1.21.2013

New tech tools aim to bring health care home



Julie Kientz is studying the use of technology to improve lifestyles. Specifically, she’s looking at ways of tracking life benchmarks to make it easier to live healthier. 

One night in 2007, researcher Julie Kientz dreamed that her fellow Georgia Tech Ph.D. students knew she was sleeping. They had arrived at the lab good and early, and a system of sensors told them that Kientz — a hopeless night owl — was still at home in bed.

“I woke up and thought, ‘We can build that,’… ” Kientz, 32, told me last week.

Kientz, an assistant professor in the University of Washington’s Department of Human Centered Design and Engineering, is setting out to improve public health by giving people tools to track their own habits and share more complete data with their doctors.

More than that, she’s one of a growing number of researchers and entrepreneurs working to bridge the increasingly conspicuous gap between the centralized, tightly regulated world of health care and the open, free-flowing possibilities of personal tech.

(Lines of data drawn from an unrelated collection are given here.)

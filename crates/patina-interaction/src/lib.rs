//! Vibe extraction against external language models.
//!
//! [`ClaudeVibeExtractor`] implements `patina_core::extraction::VibeExtractor`
//! on top of the Claude messages API. Reply parsing lives in [`parse`] so it
//! can be tested without a network.

pub mod claude_vibe_extractor;
pub mod parse;

pub use claude_vibe_extractor::ClaudeVibeExtractor;
pub use parse::parse_contribution;
//! Aggregation state and its event reducer.
//!
//! [`VibeState`] owns the canvas, the contribution cache and the current
//! composite. Every change goes through [`VibeState::apply`], which fully
//! recomputes the composite after any effective change and never replaces a
//! valid composite with an empty result.

use serde::{Deserialize, Serialize};

use crate::aggregation::recompute;
use crate::canvas::{Canvas, Item, Position};
use crate::extraction::{ExtractionLedger, ExtractionRequest};
use crate::proximity::DEFAULT_EPSILON;
use crate::store::ContributionStore;
use crate::vibe::{VibeContribution, VibeProfile};

/// A change reported by the canvas or by a finished extraction.
#[derive(Debug, Clone, PartialEq, Serialize, Deserialize)]
#[serde(tag = "type", rename_all = "snake_case")]
pub enum VibeEvent {
    ItemAdded(Item),
    ItemMoved { id: String, position: Position },
    ItemHidden { id: String },
    ItemRestored { id: String },
    AllRestored,
    /// Permanent deletion; the cached contribution goes with it.
    ItemRemoved { id: String },
    /// New content invalidates the cached contribution.
    ContentChanged { id: String, content: String },
    ContributionReady {
        item_id: String,
        contribution: VibeContribution,
    },
}

/// What an event did to the stored composite.
#[derive(Debug, Clone, Copy, PartialEq, Eq, Serialize, Deserialize)]
#[serde(rename_all = "snake_case")]
pub enum CompositeChange {
    /// A non-empty recompute replaced the composite.
    Replaced,
    /// The recompute was empty; the previous composite (if any) was kept.
    Preserved,
    /// The event changed nothing, so no recompute ran.
    Untouched,
}

/// Keeps `previous` unless the recompute produced a profile.
pub fn resolve_composite(
    previous: Option<VibeProfile>,
    recomputed: Option<VibeProfile>,
) -> Option<VibeProfile> {
    recomputed.or(previous)
}

#[derive(Debug, Clone)]
pub struct VibeState {
    canvas: Canvas,
    contributions: ContributionStore,
    composite: Option<VibeProfile>,
    epsilon: f64,
}

impl Default for VibeState {
    fn default() -> Self {
        Self::new(DEFAULT_EPSILON)
    }
}

impl VibeState {
    pub fn new(epsilon: f64) -> Self {
        Self {
            canvas: Canvas::new(),
            contributions: ContributionStore::new(),
            composite: None,
            epsilon,
        }
    }

    pub fn canvas(&self) -> &Canvas {
        &self.canvas
    }

    pub fn contributions(&self) -> &ContributionStore {
        &self.contributions
    }

    pub fn contribution(&self, item_id: &str) -> Option<&VibeContribution> {
        self.contributions.get(item_id)
    }

    pub fn composite(&self) -> Option<&VibeProfile> {
        self.composite.as_ref()
    }

    pub fn epsilon(&self) -> f64 {
        self.epsilon
    }

    /// Applies one event and recomputes if it changed anything.
    pub fn apply(&mut self, event: VibeEvent) -> CompositeChange {
        let changed = match event {
            VibeEvent::ItemAdded(item) => self.canvas.add_item(item),
            VibeEvent::ItemMoved { id, position } => self.canvas.move_item(&id, position),
            VibeEvent::ItemHidden { id } => self.canvas.hide_item(&id),
            VibeEvent::ItemRestored { id } => self.canvas.restore_item(&id),
            VibeEvent::AllRestored => self.canvas.restore_all() > 0,
            VibeEvent::ItemRemoved { id } => {
                let removed = self.canvas.remove_item(&id).is_some();
                let uncached = self.contributions.remove(&id).is_some();
                removed || uncached
            }
            VibeEvent::ContentChanged { id, content } => {
                if self.canvas.set_content(&id, content) {
                    self.contributions.remove(&id);
                    true
                } else {
                    false
                }
            }
            VibeEvent::ContributionReady {
                item_id,
                contribution,
            } => self.store_contribution(item_id, contribution),
        };

        if !changed {
            return CompositeChange::Untouched;
        }
        self.refresh()
    }

    /// Requests for visible, contributing items with content that are not
    /// cached, not running and have not already failed for this content.
    pub fn pending_extractions(&self, ledger: &ExtractionLedger) -> Vec<ExtractionRequest> {
        self.canvas
            .visible_items()
            .iter()
            .filter(|item| item.has_content())
            .filter(|item| !self.contributions.contains(&item.id))
            .filter(|item| !ledger.is_in_flight(&item.id, &item.content))
            .filter(|item| !ledger.has_failed(&item.id, &item.content))
            .filter_map(|item| {
                item.kind.contributing().map(|kind| ExtractionRequest {
                    item_id: item.id.clone(),
                    kind,
                    content: item.content.clone(),
                })
            })
            .collect()
    }

    /// Whether a finished request still matches the item on the canvas.
    pub fn is_current(&self, request: &ExtractionRequest) -> bool {
        self.canvas
            .get(&request.item_id)
            .is_some_and(|item| item.content == request.content)
    }

    fn store_contribution(&mut self, item_id: String, contribution: VibeContribution) -> bool {
        if !self.canvas.contains(&item_id) {
            tracing::debug!(item_id = %item_id, "Ignoring contribution for an item no longer on the canvas");
            return false;
        }
        match self.contributions.set(item_id.clone(), contribution) {
            Ok(()) => true,
            Err(err) => {
                tracing::warn!(item_id = %item_id, error = %err, "Rejected contribution");
                false
            }
        }
    }

    fn refresh(&mut self) -> CompositeChange {
        let recomputed = recompute(&self.canvas, &self.contributions, self.epsilon);
        let change = if recomputed.is_some() {
            CompositeChange::Replaced
        } else {
            CompositeChange::Preserved
        };
        self.composite = resolve_composite(self.composite.take(), recomputed);
        tracing::debug!(?change, "Recomputed composite vibe");
        change
    }
}
//! Extractor contract and in-flight bookkeeping.
//!
//! The engine asks an extractor for a contribution at most once per
//! `(item id, content)` pair. [`ExtractionLedger`] remembers what is running
//! and what already failed so that repeated recomputes do not re-trigger
//! external calls.

use std::collections::HashMap;

use async_trait::async_trait;
use serde::{Deserialize, Serialize};

use crate::canvas::ContributingKind;
use crate::error::Result;
use crate::vibe::VibeContribution;

/// Everything an extractor needs to analyse one item.
#[derive(Debug, Clone, PartialEq, Eq, Serialize, Deserialize)]
pub struct ExtractionRequest {
    pub item_id: String,
    pub kind: ContributingKind,
    pub content: String,
}

/// Produces the aesthetic signature of a single item.
///
/// Implementations may call remote services; failures are reported through
/// the returned error and never reach the aggregation stages.
#[async_trait]
pub trait VibeExtractor: Send + Sync {
    async fn extract(&self, request: &ExtractionRequest) -> Result<VibeContribution>;
}

/// Tracks running extractions and failed attempts, keyed by item id and the
/// content they were started for.
#[derive(Debug, Clone, Default)]
pub struct ExtractionLedger {
    in_flight: HashMap<String, String>,
    failed: HashMap<String, String>,
}

impl ExtractionLedger {
    pub fn new() -> Self {
        Self::default()
    }

    /// Marks a request as running. Returns `false` if the same item is
    /// already running for the same content.
    pub fn begin(&mut self, request: &ExtractionRequest) -> bool {
        if self.is_in_flight(&request.item_id, &request.content) {
            return false;
        }
        self.in_flight
            .insert(request.item_id.clone(), request.content.clone());
        true
    }

    /// Records the outcome of a request.
    ///
    /// Only the latest request for an item touches its records. A stale
    /// completion neither clears the newer in-flight entry nor records or
    /// clears a failure belonging to newer content.
    pub fn finish(&mut self, request: &ExtractionRequest, succeeded: bool) {
        let latest = self.is_in_flight(&request.item_id, &request.content);
        if latest {
            self.in_flight.remove(&request.item_id);
        }
        if succeeded {
            if self.has_failed(&request.item_id, &request.content) {
                self.failed.remove(&request.item_id);
            }
        } else if latest {
            self.failed
                .insert(request.item_id.clone(), request.content.clone());
        }
    }

    pub fn is_in_flight(&self, item_id: &str, content: &str) -> bool {
        self.in_flight
            .get(item_id)
            .is_some_and(|running| running == content)
    }

    pub fn has_failed(&self, item_id: &str, content: &str) -> bool {
        self.failed
            .get(item_id)
            .is_some_and(|failed| failed == content)
    }

    /// Clears a recorded failure so the item becomes eligible again.
    pub fn forget(&mut self, item_id: &str) -> bool {
        self.failed.remove(item_id).is_some()
    }

    /// Drops every record of an item that left the canvas.
    pub fn remove_item(&mut self, item_id: &str) {
        self.in_flight.remove(item_id);
        self.failed.remove(item_id);
    }

    pub fn failed_count(&self) -> usize {
        self.failed.len()
    }

    pub fn in_flight_count(&self) -> usize {
        self.in_flight.len()
    }

    pub fn is_idle(&self) -> bool {
        self.in_flight.is_empty()
    }
}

Health care as it is vs. health care as it could be.

Seems about time.

Kientz’s Lullaby sleep-tracking system is just one of several projects she hopes can give doctors and patients a boost by using technology to gather better data about patients’ lives. The prototype’s sensors, which sit comfortably in a bedroom and integrate with the sleep tracker in the wearable commercial gadget FitBit, record the night’s changes in light, sound, temperature and motion, and display the data in a layered interface of graphs anyone can understand.

A spike in noise and movement right before you woke up at 6 a.m.? Oh yeah — that’s when the telemarketer called.
Kientz is working with the Sleep Medicine Center at Harborview and UW School of Nursing to develop the tool. Her goal? To see patients with sleep problems check it out of their doctor’s office and take it for a spin. The data they get should be a lot more useful at the next appointment than whatever rough guesses they stammer to doctors’ questions about how many hours they sleep per night or how often they wake up.

And hey — it’s a lot better than spending a night hooked up to wires in a clinic.

Really, why aren’t we doing things like this already?

Sometimes, it’s too much work and too much worry.

Just ask parents.

Before I had my son six months ago, I thought parents tracked their baby’s developmental milestones mostly for fun. Then I learned everything that missed milestones could mean — developmental disabilities that, if caught too late, could mean a lost opportunity for a healthier young life.

Used alone, a doctor’s judgment identifies fewer than 30 percent of children with developmental disabilities, where screening identifies as many as 80 percent, according to recent studies.

Kientz’s research into child development screening, which she began as a Ph.D. student, showed that treating the screening process like a baby book of positive achievements — baby’s first laugh, or recognition of his name — rather than a dry search for something wrong makes parents more enthusiastic about keeping track.

So she’s developed an application called Baby Steps, which combines scrapbook features with key questions and reminders to make administering one popular screening tool — the Ages and Stages Questionnaire — easier for parents and doctors.

Kientz, who is married to fellow UW tech whiz Shwetak Patel and gave birth to their first child, a girl, in November, is teaming up with a Washington Department of Health initiative that wants all kids 0-5 in the state screened for developmental milestones.

While commercial baby apps market to moms eager to scrapbook their baby’s life — increasingly on tablets and smartphones — Baby Steps faces a different challenge. It has to reach people without computers or Internet. People with flip phones but no smartphones. People who speak different languages or whom public-health officials can only reach door-to-door.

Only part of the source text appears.